Define content of PersistReco

changed the description

PV tracks used in a PV can now be added to persist reco by setting pv_tracks=True in line definition.

@sstahl do you have some thoughts on how many different definitions of persist reco could be practically supported in parallel?

I think there should be only one definition of "PersistReco" which to me is the replacement of saving the raw event (and a subsequent offline processing) and should enable (roughly) the same opportunities offline. That's why I asked more or less specifically about the Sprucing. For Turbo lines I personally would not use the word PersistReco but Selective Persistence and then I guess there are infinite combinations.

My question was not about technicalities, it was more a strategic question.

I agree with your definition of "PersistReco", but I wanted to make sure I understood your point correctly.
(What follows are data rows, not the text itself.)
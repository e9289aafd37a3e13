use crate::support::{harness, harness_with};
use openpawz_edge::*;
use serde_json::json;
use std::sync::atomic::Ordering;
use std::sync::Arc;
use std::time::Duration;

fn ids(events: &[AnalyticsEvent]) -> Vec<String> {
    events.iter().map(|e| e.id.clone()).collect()
}

#[tokio::test]
async fn threshold_triggers_flush_while_online() {
    let h = harness(true);
    let analytics = h.engine.analytics();
    for i in 0..4 {
        analytics.record("click", json!({ "n": i })).await;
    }
    assert!(h.backend.batches.lock().is_empty());

    analytics.record("click", json!({ "n": 4 })).await;
    let batches = h.backend.batches.lock();
    assert_eq!(batches.len(), 1);
    assert_eq!(batches[0].events.len(), 5);
    assert_eq!(batches[0].session_id, analytics.session_id());
    assert!(analytics.is_empty());
}

#[tokio::test]
async fn failed_flush_keeps_original_order() {
    let h = harness(true);
    let analytics = h.engine.analytics();
    h.backend.fail_analytics.store(true, Ordering::SeqCst);

    for i in 0..5 {
        analytics.record("view", json!({ "n": i })).await;
    }
    let before = analytics.snapshot();
    assert_eq!(before.len(), 5);

    assert_eq!(analytics.flush().await, 0);
    assert_eq!(analytics.snapshot(), before);

    let late = analytics.record("view", json!({ "n": 5 })).await;
    let mut expected = ids(&before);
    expected.push(late);
    assert_eq!(ids(&analytics.snapshot()), expected);
    assert_eq!(ids(&h.store.load_analytics().unwrap()), expected);

    h.backend.fail_analytics.store(false, Ordering::SeqCst);
    assert_eq!(analytics.flush().await, 6);
    assert_eq!(ids(&h.backend.batches.lock()[0].events), expected);
}

#[tokio::test]
async fn events_stay_buffered_until_the_send_is_confirmed() {
    let mut config = EdgeConfig::default();
    config.analytics.flush_threshold = 100;
    let h = harness_with(true, config, Arc::new(EdgeStore::open_in_memory().unwrap()));
    let analytics = h.engine.analytics();
    h.backend.fail_analytics.store(true, Ordering::SeqCst);
    h.backend.analytics_delay_ms.store(300, Ordering::SeqCst);

    for i in 0..5 {
        analytics.record("view", json!({ "n": i })).await;
    }
    let mut expected = ids(&analytics.snapshot());

    let (sent, (late, persisted, in_memory)) = tokio::join!(analytics.flush(), async {
        tokio::time::sleep(Duration::from_millis(100)).await;
        let late = analytics.record("late", json!({})).await;
        (late, h.store.load_analytics().unwrap(), analytics.len())
    });
    assert_eq!(sent, 0);
    expected.push(late);
    // While the request was out, the in-flight batch was still on disk.
    assert_eq!(ids(&persisted), expected);
    assert_eq!(in_memory, 6);
    assert_eq!(h.engine.status().buffered_events, 6);
    assert_eq!(ids(&analytics.snapshot()), expected);

    // A confirmed send removes exactly the events it carried.
    h.backend.fail_analytics.store(false, Ordering::SeqCst);
    let (sent, newer) = tokio::join!(analytics.flush(), async {
        tokio::time::sleep(Duration::from_millis(100)).await;
        analytics.record("newer", json!({})).await
    });
    assert_eq!(sent, 6);
    assert_eq!(ids(&analytics.snapshot()), vec![newer.clone()]);
    assert_eq!(ids(&h.store.load_analytics().unwrap()), vec![newer]);
}

#[tokio::test]
async fn batches_are_capped() {
    let mut config = EdgeConfig::default();
    config.analytics.batch_size = 4;
    config.analytics.flush_threshold = 100;
    let h = harness_with(true, config, Arc::new(EdgeStore::open_in_memory().unwrap()));
    for i in 0..10 {
        h.engine.analytics().record("tick", json!(i)).await;
    }
    assert_eq!(h.engine.analytics().flush().await, 4);
    assert_eq!(h.engine.analytics().flush().await, 4);
    assert_eq!(h.engine.analytics().flush().await, 2);
    assert_eq!(h.engine.analytics().flush().await, 0);
    assert_eq!(h.engine.analytics().flush_passes(), 3);

    let data: Vec<_> = h
        .backend
        .batches
        .lock()
        .iter()
        .flat_map(|b| b.events.iter().map(|e| e.data.clone()))
        .collect();
    assert_eq!(data, (0..10).map(|i| json!(i)).collect::<Vec<_>>());
}

#[tokio::test]
async fn overflow_drops_oldest() {
    let mut config = EdgeConfig::default();
    config.analytics.max_buffered = 3;
    let h = harness_with(false, config, Arc::new(EdgeStore::open_in_memory().unwrap()));
    for i in 0..5 {
        h.engine.analytics().record("tick", json!(i)).await;
    }
    let kept: Vec<_> = h.engine.analytics().snapshot().into_iter().map(|e| e.data).collect();
    assert_eq!(kept, vec![json!(2), json!(3), json!(4)]);
    assert_eq!(h.engine.analytics().dropped(), 2);
    assert_eq!(h.engine.status().dropped_events, 2);
}

#[tokio::test]
async fn offline_events_are_flagged_and_not_sent() {
    let h = harness(false);
    for i in 0..7 {
        h.engine.analytics().record("offline_tick", json!(i)).await;
    }
    assert_eq!(h.engine.analytics().flush().await, 0);
    assert!(h.backend.batches.lock().is_empty());
    assert!(h.engine.analytics().snapshot().iter().all(|e| e.offline));
}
I agree that enabling roughly the same opportunities offline is important. Especially since we have to learn how to make optimal use of the significantly lower PT physics which the software trigger will give us access to.

@sstahl Thanks for this issue.

I agree with your definitions: PersistReco should contain everything (reasonable) the sprucing needs to do the sprucing.

For (most) Turbo lines, we want to have a maximally flexible SelectivePersistence, where one can essentially define a list of extra objects one wants to persist in addition to the candidates. If I understood @sesen correctly, this is in principle doable, but will need some modifications.

The PV tracks however should not be needed in any case, at least if the latest version of the PV class issued (I assume it is needed at the moment, as it is actually not used and a conversion is performed to the old PV class?)

mentioned in merge request !2119 (closed)

@isanders I had a quick chat with @sstahl, could we ask for your help to perform some studies on putting a TTracks container into the nominal persistreco list? This should actually be easier than what we discussed as a solution. What we need to know is how much this increases the bandwidth. But as a first step could you try adding the TTracks into the persistreco list?

It seems clear that we need to add every track type into the default persistreco

Keep in mind this is not only about saving them but rather fitting them all which might not be so cheap.

Currently there is already a merged v1 track container including unfitted T-tracks in the reco (used for the calo). So I suppose adapting this for the persist reco should be easy.

    tracks4calo = [all_best_tracks["v1"]] + [
        trackSelections[key] for key in out_track_types["Unfitted4Calo"]
    ]
    alltracks4calo = TrackSelectionMerger(
        InputLocations=tracks4calo).OutputLocation

I assume people want fitted tracks though..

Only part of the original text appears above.